------ Source records ------

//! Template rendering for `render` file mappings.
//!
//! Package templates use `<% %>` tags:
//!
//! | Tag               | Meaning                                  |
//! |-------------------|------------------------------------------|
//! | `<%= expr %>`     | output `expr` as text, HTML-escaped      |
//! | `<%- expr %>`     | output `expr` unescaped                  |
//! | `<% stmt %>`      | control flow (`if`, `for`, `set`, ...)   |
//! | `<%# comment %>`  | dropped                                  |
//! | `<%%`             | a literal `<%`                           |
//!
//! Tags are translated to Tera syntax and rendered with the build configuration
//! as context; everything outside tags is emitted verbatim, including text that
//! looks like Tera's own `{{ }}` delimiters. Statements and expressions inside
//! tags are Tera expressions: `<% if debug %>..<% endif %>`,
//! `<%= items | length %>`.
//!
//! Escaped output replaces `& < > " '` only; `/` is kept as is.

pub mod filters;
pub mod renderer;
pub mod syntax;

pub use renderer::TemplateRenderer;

------
------ Source records ------

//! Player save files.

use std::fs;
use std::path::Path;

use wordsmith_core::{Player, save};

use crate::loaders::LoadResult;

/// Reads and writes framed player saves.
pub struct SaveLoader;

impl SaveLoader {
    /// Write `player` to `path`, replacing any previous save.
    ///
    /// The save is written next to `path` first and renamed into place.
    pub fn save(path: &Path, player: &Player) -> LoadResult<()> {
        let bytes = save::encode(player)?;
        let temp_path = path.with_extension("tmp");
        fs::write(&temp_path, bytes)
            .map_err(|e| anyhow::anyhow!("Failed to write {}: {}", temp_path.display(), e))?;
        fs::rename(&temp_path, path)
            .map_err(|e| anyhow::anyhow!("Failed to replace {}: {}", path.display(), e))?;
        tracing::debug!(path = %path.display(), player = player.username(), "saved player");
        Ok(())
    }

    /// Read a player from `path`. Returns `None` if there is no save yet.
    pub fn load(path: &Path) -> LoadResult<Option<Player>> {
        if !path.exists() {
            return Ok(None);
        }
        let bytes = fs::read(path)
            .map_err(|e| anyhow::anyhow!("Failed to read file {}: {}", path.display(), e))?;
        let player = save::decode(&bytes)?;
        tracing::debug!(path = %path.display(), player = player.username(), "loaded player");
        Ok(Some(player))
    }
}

------
------ Source records ------

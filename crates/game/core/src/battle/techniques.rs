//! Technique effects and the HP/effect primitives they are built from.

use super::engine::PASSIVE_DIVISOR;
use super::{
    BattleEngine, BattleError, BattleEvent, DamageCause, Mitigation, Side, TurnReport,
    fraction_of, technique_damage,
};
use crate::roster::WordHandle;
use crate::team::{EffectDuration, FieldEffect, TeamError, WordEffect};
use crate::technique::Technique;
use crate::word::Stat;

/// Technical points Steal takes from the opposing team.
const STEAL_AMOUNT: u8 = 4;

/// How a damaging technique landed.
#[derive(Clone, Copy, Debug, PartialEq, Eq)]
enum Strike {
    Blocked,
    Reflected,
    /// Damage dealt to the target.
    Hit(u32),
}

------

**Description of the task:** Send back exactly the lines of the listing above starting at the one with "pub mod syntax;" and ending at the one with "pub use renderer::TemplateRenderer;", inclusive, and no others.

**Solution below:**
pub mod syntax;

pub use renderer::TemplateRenderer;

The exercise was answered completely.